Um die Bezeichnung als Deutschlands angeblich „gefährlichste Schule“ hat sich Ludwigshafen nicht gerissen.

Nun soll ein Schnitt für einen Neustart sorgen.

Die Frage ist: Reicht das? Nach Polizeieinsätzen und einer Anklage wegen versuchten Totschlags: Bringt ein Machtwort der Landesregierung nun die Kehrtwende bei der Karolina-Burger-Realschule plus? Die Leitung der Schule in Ludwigshafen werde neu aufgestellt, wie das Bildungsministerium mitteilt.

Grund sind andauernde Störungen: Erst vor wenigen Tagen hielten Fehlalarme die Feuerwehr in Atem, und 14-Jährige prügelten sich auf dem Gelände.

Die Bezeichnung „ Deutschlands gefährlichste Schule“ macht die Runde.

Wirklich?

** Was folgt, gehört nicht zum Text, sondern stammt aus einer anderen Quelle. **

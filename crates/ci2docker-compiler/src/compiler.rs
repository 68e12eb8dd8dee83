//! Variant driver.

use crate::copy::resolve_copies;
use crate::fs::{strip_blank_edges, write_artifact};
use crate::render::keys;
use crate::scripts::write_helper_scripts;
use crate::section::{VariantContext, compile_stage};
use crate::{AskamaRenderer, CompileResult, RenderContext, Renderer};
use ci2docker_config::{CiConfig, GeneratorSettings};
use ci2docker_core::{EnvironmentVariant, InstructionSet, RenderOptions, Stage};
use serde_json::{Value, json};
use std::path::PathBuf;
use tracing::{debug, info, warn};

/// Entrypoint script, relative to the build context.
pub const ENTRYPOINT_SCRIPT: &str = "files/entrypoint.sh";

/// Compiles a CI document into one build context per environment variant.
///
/// All per-variant state lives in a [`VariantContext`], so a compiler can be
/// shared; variants are still produced one after the other.
pub struct Compiler<R: Renderer = AskamaRenderer> {
    settings: GeneratorSettings,
    renderer: R,
}

impl Compiler {
    pub fn new(settings: GeneratorSettings) -> Self {
        Self::with_renderer(settings, AskamaRenderer)
    }
}

impl<R: Renderer> Compiler<R> {
    pub fn with_renderer(settings: GeneratorSettings, renderer: R) -> Self {
        Self { settings, renderer }
    }

    /// Load the configured CI document and compile every variant.
    ///
    /// Returns the generated build context directories in matrix order. A
    /// missing CI document yields no directories.
    pub fn compile(&self) -> CompileResult<Vec<PathBuf>> {
        let path = self.settings.resolved_config_path();
        match CiConfig::load(&path)? {
            Some(config) => self.compile_config(&config),
            None => Ok(Vec::new()),
        }
    }

    /// Compile every variant of an already parsed document.
    pub fn compile_config(&self, config: &CiConfig) -> CompileResult<Vec<PathBuf>> {
        if config.env.skipped_secure() > 0 {
            warn!(
                count = config.env.skipped_secure(),
                "Skipping secure global variables, they cannot be decrypted at build time"
            );
        }
        if config.env.is_empty() {
            info!("Environment matrix is empty, nothing to build");
            return Ok(Vec::new());
        }

        let root = self.settings.resolved_work_root();
        std::fs::create_dir_all(&root)?;
        info!(root = %root.display(), variants = config.env.len(), "Generating build contexts");

        let mut work_dirs = Vec::with_capacity(config.env.len());
        for variant in config.env.clone().into_variants(&root) {
            let ordinal = variant.ordinal;
            let work_dir = self
                .compile_variant(config, variant)
                .map_err(|e| e.in_variant(ordinal))?;
            work_dirs.push(work_dir);
        }

        Ok(work_dirs)
    }

    /// Write every artifact of one variant and return its build context.
    pub fn compile_variant(
        &self,
        config: &CiConfig,
        variant: EnvironmentVariant,
    ) -> CompileResult<PathBuf> {
        info!(
            ordinal = variant.ordinal,
            env = %variant.env,
            dir = %variant.work_dir.display(),
            "Compiling variant"
        );
        std::fs::create_dir_all(&variant.work_dir)?;

        let mut instructions = InstructionSet::new(&self.settings.image, &variant.env);
        instructions.copies = resolve_copies(&self.settings.copy_paths, &variant.work_dir)?;

        let mut ctx = VariantContext::new(variant);
        for stage in Stage::PIPELINE {
            if self.settings.skip_after_success && stage == Stage::AfterSuccess {
                debug!(stage = %stage, "Skipping stage");
                continue;
            }
            if let Some(output) = compile_stage(&mut ctx, stage, config.lines(stage))? {
                instructions.record(output.kind, output.copy);
            }
        }

        let work_dir = ctx.variant.work_dir.clone();
        let options = self.render_options();
        let render_ctx = RenderContext {
            instructions: &instructions,
            entrypoint_path: ENTRYPOINT_SCRIPT,
            options: &options,
        };

        let dockerfile = self.renderer.image_definition(&render_ctx)?;
        write_artifact(
            &work_dir.join(&self.settings.dockerfile_name),
            format!("{}\n", strip_blank_edges(&dockerfile)),
            false,
        )?;

        let entrypoint = self.renderer.entrypoint(&render_ctx)?;
        write_artifact(
            &work_dir.join(ENTRYPOINT_SCRIPT),
            format!("{}\n", strip_blank_edges(&entrypoint)),
            true,
        )?;

        write_helper_scripts(&self.renderer, &ctx.variant, &self.settings)?;

        Ok(work_dir)
    }

    /// Options handed to the renderer: generated values, then caller extras.
    fn render_options(&self) -> RenderOptions {
        let settings = &self.settings;
        let mut options = RenderOptions::new();
        options.insert(keys::USER.to_string(), json!(settings.user));
        options.insert(keys::REPO_OWNER.to_string(), json!(settings.repo.owner));
        options.insert(keys::REPO_PROJECT.to_string(), json!(settings.repo.project));
        options.insert(keys::REVISION.to_string(), json!(settings.repo.revision));
        if let Some(url) = &settings.repo.url {
            options.insert(keys::GIT_URL.to_string(), json!(url));
        }
        options.insert(keys::REMOTES.to_string(), json!(settings.remotes));
        if let Some(email) = &settings.git_email {
            options.insert(keys::GIT_EMAIL.to_string(), json!(email));
        }
        if let Some(user) = &settings.git_user {
            options.insert(keys::GIT_USER.to_string(), json!(user));
        }
        options.insert(
            keys::ADD_SELF_RSA_PUB.to_string(),
            Value::Bool(settings.add_self_rsa_pub),
        );

        for (key, value) in &settings.extra {
            options.insert(key.clone(), value.clone());
        }
        options
    }
}
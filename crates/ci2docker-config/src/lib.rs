//! CI configuration parsing for ci2docker.
//!
//! This crate handles:
//! - Loading the CI document (`.travis.yml`)
//! - Expanding the environment matrix into variants
//! - Scanning stage lines for exported variables
//! - Caller settings and path expansion

pub mod ci;
pub mod error;
pub mod exports;
pub mod expand;
pub mod matrix;
pub mod settings;

pub use ci::CiConfig;
pub use error::{ConfigError, ConfigResult};
pub use exports::{ExportAccumulator, scan_exports};
pub use expand::expand_path;
pub use matrix::{EnvMatrix, Variants};
pub use settings::{CopyPath, GeneratorSettings, RepoIdentity};
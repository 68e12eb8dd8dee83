//! Caller-supplied generator settings.

use crate::expand_path;
use ci2docker_core::RenderOptions;
use serde::{Deserialize, Serialize};
use std::path::PathBuf;

pub const DEFAULT_IMAGE: &str = "vauxoo/odoo-80-image-shippable-auto";
pub const DEFAULT_USER: &str = "root";
pub const DEFAULT_DOCKERFILE: &str = "Dockerfile";
pub const DEFAULT_BUILD_EXTRA_ARGS: &str = "--rm";
pub const DEFAULT_RUN_EXTRA_ARGS: &str = "-itP -e LANG=C.UTF-8";

/// Name of the directory created under the system temp dir when no work root is given.
pub const DEFAULT_WORK_DIR_NAME: &str = "ci2docker";

/// Repository the generated images are built for.
#[derive(Debug, Clone, Default, PartialEq, Eq, Serialize, Deserialize)]
pub struct RepoIdentity {
    /// Organisation or user owning the repository.
    pub owner: String,
    pub project: String,
    /// Branch name or `pull/N`.
    pub revision: String,
    /// Clone URL, when the image should check the repository out itself.
    pub url: Option<String>,
}

impl RepoIdentity {
    pub fn new(
        owner: impl Into<String>,
        project: impl Into<String>,
        revision: impl Into<String>,
    ) -> Self {
        Self {
            owner: owner.into(),
            project: project.into(),
            revision: revision.into(),
            url: None,
        }
    }

    pub fn with_url(mut self, url: impl Into<String>) -> Self {
        self.url = Some(url.into());
        self
    }
}

/// A host path staged into every build context.
#[derive(Debug, Clone, PartialEq, Eq, Serialize, Deserialize)]
pub struct CopyPath {
    /// Host path; may contain `~`, `$NAME` and `${NAME}`.
    pub src: String,
    /// Destination inside the image, kept verbatim.
    pub dest: String,
}

impl CopyPath {
    pub fn new(src: impl Into<String>, dest: impl Into<String>) -> Self {
        Self {
            src: src.into(),
            dest: dest.into(),
        }
    }
}

/// Settings owned by the calling layer and passed into the compiler as plain values.
#[derive(Debug, Clone, Serialize, Deserialize)]
#[serde(default)]
pub struct GeneratorSettings {
    /// Base image declared in the image definition.
    pub image: String,
    /// User the container runs as.
    pub user: String,
    /// Root directory receiving one build context per variant.
    pub work_root: Option<String>,
    /// File name of the image definition.
    pub dockerfile_name: String,
    /// Path of the CI document, or a directory containing `.travis.yml`.
    pub config_path: Option<PathBuf>,
    pub repo: RepoIdentity,
    /// Extra git remotes added next to `origin`.
    pub remotes: Vec<String>,
    pub git_email: Option<String>,
    pub git_user: Option<String>,
    pub add_self_rsa_pub: bool,
    pub skip_after_success: bool,
    pub build_extra_args: String,
    pub run_extra_args: String,
    /// Remove the container and image once the run script finishes.
    pub include_cleanup: bool,
    pub copy_paths: Vec<CopyPath>,
    /// Additional render options; they override the generated ones.
    pub extra: RenderOptions,
}

impl Default for GeneratorSettings {
    fn default() -> Self {
        Self {
            image: DEFAULT_IMAGE.to_string(),
            user: DEFAULT_USER.to_string(),
            work_root: None,
            dockerfile_name: DEFAULT_DOCKERFILE.to_string(),
            config_path: None,
            repo: RepoIdentity::default(),
            remotes: Vec::new(),
            git_email: None,
            git_user: None,
            add_self_rsa_pub: true,
            skip_after_success: false,
            build_extra_args: DEFAULT_BUILD_EXTRA_ARGS.to_string(),
            run_extra_args: DEFAULT_RUN_EXTRA_ARGS.to_string(),
            include_cleanup: false,
            copy_paths: vec![CopyPath::new("$HOME/.ssh", "$HOME/.ssh")],
            extra: RenderOptions::new(),
        }
    }
}

impl GeneratorSettings {
    pub fn new() -> Self {
        Self::default()
    }

    pub fn with_image(mut self, image: impl Into<String>) -> Self {
        self.image = image.into();
        self
    }

    pub fn with_user(mut self, user: impl Into<String>) -> Self {
        self.user = user.into();
        self
    }

    pub fn with_work_root(mut self, root: impl Into<String>) -> Self {
        self.work_root = Some(root.into());
        self
    }

    pub fn with_config_path(mut self, path: impl Into<PathBuf>) -> Self {
        self.config_path = Some(path.into());
        self
    }

    pub fn with_repo(mut self, repo: RepoIdentity) -> Self {
        self.repo = repo;
        self
    }

    pub fn with_remotes(mut self, remotes: Vec<String>) -> Self {
        self.remotes = remotes;
        self
    }

    pub fn with_git_identity(mut self, email: Option<String>, user: Option<String>) -> Self {
        self.git_email = email;
        self.git_user = user;
        self
    }

    pub fn with_skip_after_success(mut self, skip: bool) -> Self {
        self.skip_after_success = skip;
        self
    }

    pub fn with_build_extra_args(mut self, args: impl Into<String>) -> Self {
        self.build_extra_args = args.into();
        self
    }

    pub fn with_run_extra_args(mut self, args: impl Into<String>) -> Self {
        self.run_extra_args = args.into();
        self
    }

    pub fn with_include_cleanup(mut self, cleanup: bool) -> Self {
        self.include_cleanup = cleanup;
        self
    }

    pub fn with_copy_paths(mut self, copy_paths: Vec<CopyPath>) -> Self {
        self.copy_paths = copy_paths;
        self
    }

    pub fn with_extra(mut self, key: impl Into<String>, value: serde_json::Value) -> Self {
        self.extra.insert(key.into(), value);
        self
    }

    /// Directory receiving the build contexts, expanded.
    pub fn resolved_work_root(&self) -> PathBuf {
        match &self.work_root {
            Some(root) => expand_path(root),
            None => std::env::temp_dir().join(DEFAULT_WORK_DIR_NAME),
        }
    }

    /// CI document location; defaults to the current directory.
    pub fn resolved_config_path(&self) -> PathBuf {
        self.config_path
            .clone()
            .unwrap_or_else(|| PathBuf::from("."))
    }
}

Messerattacke auf Lehrerin Die Lehranstalt in der zweitgrößten Stadt in Rheinland-Pfalz war wiederholt in die Schlagzeilen geraten und auch ein Thema vor der Landtagswahl im März.

Mal wurde Reizgas versprüht, mal kam es zu einem Großeinsatz der Polizei .

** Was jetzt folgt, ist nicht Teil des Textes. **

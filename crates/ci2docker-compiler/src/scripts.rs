//! Build and run helper scripts.

use crate::fs::{strip_blank_edges, write_artifact};
use crate::{CompileResult, HelperContext, Renderer};
use ci2docker_config::{GeneratorSettings, RepoIdentity};
use ci2docker_core::{EnvironmentVariant, ScriptArtifact};

pub const BUILD_SCRIPT: &str = "10-build.sh";
pub const RUN_SCRIPT: &str = "20-run.sh";

/// Image tag for one variant: `owner-project:revision_N`, lowercased, with
/// slashes in the revision replaced by underscores.
pub fn image_tag(repo: &RepoIdentity, ordinal: usize) -> String {
    let name = format!(
        "{}-{}:{}",
        repo.owner,
        repo.project,
        repo.revision.replace('/', "_")
    );
    format!("{}_{}", name.to_lowercase(), ordinal)
}

/// Write `10-build.sh` and `20-run.sh` into the variant's build context.
pub fn write_helper_scripts<R: Renderer + ?Sized>(
    renderer: &R,
    variant: &EnvironmentVariant,
    settings: &GeneratorSettings,
) -> CompileResult<Vec<ScriptArtifact>> {
    let tag = image_tag(&settings.repo, variant.ordinal);
    let ctx = HelperContext {
        image_tag: &tag,
        context_dir: &variant.work_dir,
        build_extra_args: &settings.build_extra_args,
        run_extra_args: &settings.run_extra_args,
        include_cleanup: settings.include_cleanup,
    };

    let build = renderer.build_script(&ctx)?;
    let run = renderer.run_script(&ctx)?;

    Ok(vec![
        write_artifact(
            &variant.work_dir.join(BUILD_SCRIPT),
            format!("{}\n", strip_blank_edges(&build)),
            true,
        )?,
        write_artifact(
            &variant.work_dir.join(RUN_SCRIPT),
            format!("{}\n", strip_blank_edges(&run)),
            true,
        )?,
    ])
}

#[cfg(test)]
mod tests {
    use super::*;
    use crate::AskamaRenderer;

    #[test]
    fn test_image_tag() {
        let repo = RepoIdentity::new("Vauxoo", "YoyTec", "pull/2");
        assert_eq!(image_tag(&repo, 1), "vauxoo-yoytec:pull_2_1");
        assert_eq!(image_tag(&repo, 2), "vauxoo-yoytec:pull_2_2");

        let repo = RepoIdentity::new("odoo", "odoo", "feature/a/B");
        assert_eq!(image_tag(&repo, 3), "odoo-odoo:feature_a_b_3");
    }

    #[test]
    fn test_write_helper_scripts() {
        let dir = tempfile::tempdir().unwrap();
        let variant = EnvironmentVariant {
            ordinal: 2,
            env: String::new(),
            work_dir: dir.path().join("2"),
        };
        let settings = GeneratorSettings::new()
            .with_repo(RepoIdentity::new("Vauxoo", "yoytec", "8.0"))
            .with_build_extra_args("--no-cache");

        let scripts = write_helper_scripts(&AskamaRenderer, &variant, &settings).unwrap();
        assert_eq!(scripts.len(), 2);
        assert!(scripts.iter().all(|s| s.executable));

        let build = std::fs::read_to_string(variant.work_dir.join(BUILD_SCRIPT)).unwrap();
        assert_eq!(
            build,
            format!(
                "#!/usr/bin/env bash\ndocker build --no-cache -t vauxoo-yoytec:8.0_2 {}\n",
                variant.work_dir.display()
            )
        );

        let run = std::fs::read_to_string(variant.work_dir.join(RUN_SCRIPT)).unwrap();
        assert!(run.ends_with("docker run -itP -e LANG=C.UTF-8 vauxoo-yoytec:8.0_2\n"));
    }
}
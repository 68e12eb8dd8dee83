//! CLI command implementations.

pub mod generate;

use anyhow::{Context, Result};
use ci2docker_config::CiConfig;
use ci2docker_core::Stage;
use std::path::Path;

pub fn validate(path: &Path) -> Result<()> {
    let config = CiConfig::load(path)
        .with_context(|| format!("Failed to load CI config: {}", path.display()))?;

    let Some(config) = config else {
        println!("No CI config found at {}", path.display());
        return Ok(());
    };

    println!("Configuration is valid");
    for stage in Stage::PIPELINE {
        if let Some(lines) = config.lines(stage) {
            println!("  {}: {} line(s)", stage, lines.len());
        }
    }
    if !config.env.globals().is_empty() {
        println!("  globals: {}", config.env.globals());
    }
    if config.env.skipped_secure() > 0 {
        println!(
            "  {} secure global variable(s) will be skipped",
            config.env.skipped_secure()
        );
    }
    println!("Variants: {}", config.env.len());
    for (index, env) in config.env.resolved().enumerate() {
        println!("  {}: {}", index + 1, env);
    }
    Ok(())
}
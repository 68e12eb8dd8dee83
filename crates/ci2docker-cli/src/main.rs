//! ci2docker CLI tool.

use clap::{Parser, Subcommand};
use ci2docker_config::settings::{
    DEFAULT_BUILD_EXTRA_ARGS, DEFAULT_IMAGE, DEFAULT_RUN_EXTRA_ARGS, DEFAULT_USER,
};
use std::path::PathBuf;
use tracing_subscriber::EnvFilter;

mod commands;

#[derive(Parser)]
#[command(name = "ci2docker")]
#[command(about = "Generate Docker build contexts from a CI pipeline description", long_about = None)]
struct Cli {
    /// Emit logs as JSON
    #[arg(long, global = true)]
    json_logs: bool,

    #[command(subcommand)]
    command: Commands,
}

#[derive(Subcommand)]
enum Commands {
    /// Generate one build context per environment variant
    Generate(GenerateArgs),
    /// Validate a CI configuration and list its variants
    Validate {
        /// Path to the CI file, or a directory containing .travis.yml
        #[arg(default_value = ".")]
        path: PathBuf,
    },
}

#[derive(clap::Args)]
pub struct GenerateArgs {
    /// Git repository URL; owner and project are taken from it
    pub git_repo_url: String,

    /// Git revision: a branch name (e.g. 8.0) or a pull request as pull/N
    pub git_revision: String,

    /// User the container runs as
    #[arg(long, env = "CI2DOCKER_DOCKER_USER", default_value = DEFAULT_USER)]
    pub docker_user: String,

    /// Base image of the generated Dockerfile
    #[arg(long, env = "CI2DOCKER_DOCKER_IMAGE", default_value = DEFAULT_IMAGE)]
    pub docker_image: String,

    /// Root directory for generated build contexts (default: system temp dir)
    #[arg(long, env = "CI2DOCKER_ROOT_PATH")]
    pub root_path: Option<String>,

    /// Extra git remotes, comma separated (e.g. Vauxoo,moylop260)
    #[arg(long, value_delimiter = ',')]
    pub add_remote: Vec<String>,

    /// Leave the after_success stage out of the entrypoint
    #[arg(long)]
    pub exclude_after_success: bool,

    /// Extra arguments for `docker run`
    #[arg(long, env = "CI2DOCKER_RUN_EXTRA_ARGS", default_value = DEFAULT_RUN_EXTRA_ARGS, allow_hyphen_values = true)]
    pub run_extra_args: String,

    /// Remove the container and image when the run script finishes
    #[arg(long)]
    pub include_cleanup: bool,

    /// Extra arguments for `docker build`
    #[arg(long, env = "CI2DOCKER_BUILD_EXTRA_ARGS", default_value = DEFAULT_BUILD_EXTRA_ARGS, allow_hyphen_values = true)]
    pub build_extra_args: String,

    /// Path of the CI file to use (default: .travis.yml in the current directory)
    #[arg(long)]
    pub travis_yml_path: Option<PathBuf>,

    /// Git author email configured inside the image
    #[arg(long, env = "CI2DOCKER_GIT_EMAIL")]
    pub git_email: Option<String>,

    /// Git author name configured inside the image
    #[arg(long, env = "CI2DOCKER_GIT_USER")]
    pub git_user: Option<String>,
}

fn main() -> anyhow::Result<()> {
    let cli = Cli::parse();

    // Initialize tracing
    let filter = EnvFilter::try_from_default_env().unwrap_or_else(|_| EnvFilter::new("info"));
    let subscriber = tracing_subscriber::fmt()
        .with_env_filter(filter)
        .with_writer(std::io::stderr);
    if cli.json_logs {
        subscriber.json().init();
    } else {
        subscriber.init();
    }

    match cli.command {
        Commands::Generate(args) => {
            commands::generate::run(args)?;
        }
        Commands::Validate { path } => {
            commands::validate(&path)?;
        }
    }

    Ok(())
}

Im Mai 2025 attackierte eine Schülerin mit einem Messer eine Lehrerin, ein Gericht verfügte ihre Einweisung in eine psychiatrische Einrichtung. „Ein CDU-Bildungsminister hätte solche Zustände schon längst zur Chefsache gemacht“, wetterte CDU-Generalsekretär Johannes Steiniger, damals in der Opposition, vor der Landtagswahl.

Mit ihrem Wahlsieg hat die Partei nun außer der Macht von der SPD auch das Problem Burger-Realschule plus geerbt.

Nach den Ferien zeigt Bildungsministerin Ute Eiling-Hütig Gestaltungswillen: Die Probleme in Ludwigshafen seien „innerhalb der bestehenden Strukturen“ nicht zu lösen, das Land müsse übernehmen und Lösungen ermöglichen, teilt die CDU-Politikerin mit. „Dafür braucht es einen Neustart.“ Die Schule wird Chefsache.

Ein „Klima der Angst“? Zu mehr Ruhe hat das zumindest bisher nicht geführt.

Zum Beginn des neuen Schuljahrs haben sich nach Angaben der Schulaufsicht 18 der 56 Lehrkräfte krankgemeldet.

Es gibt Brandbriefe, anonyme Kritik via Medien, Unruhe wegen angeblicher Versetzungen.

Die Gespräche über personelle Veränderungen, betont das Ministerium, seien noch nicht abgeschlossen.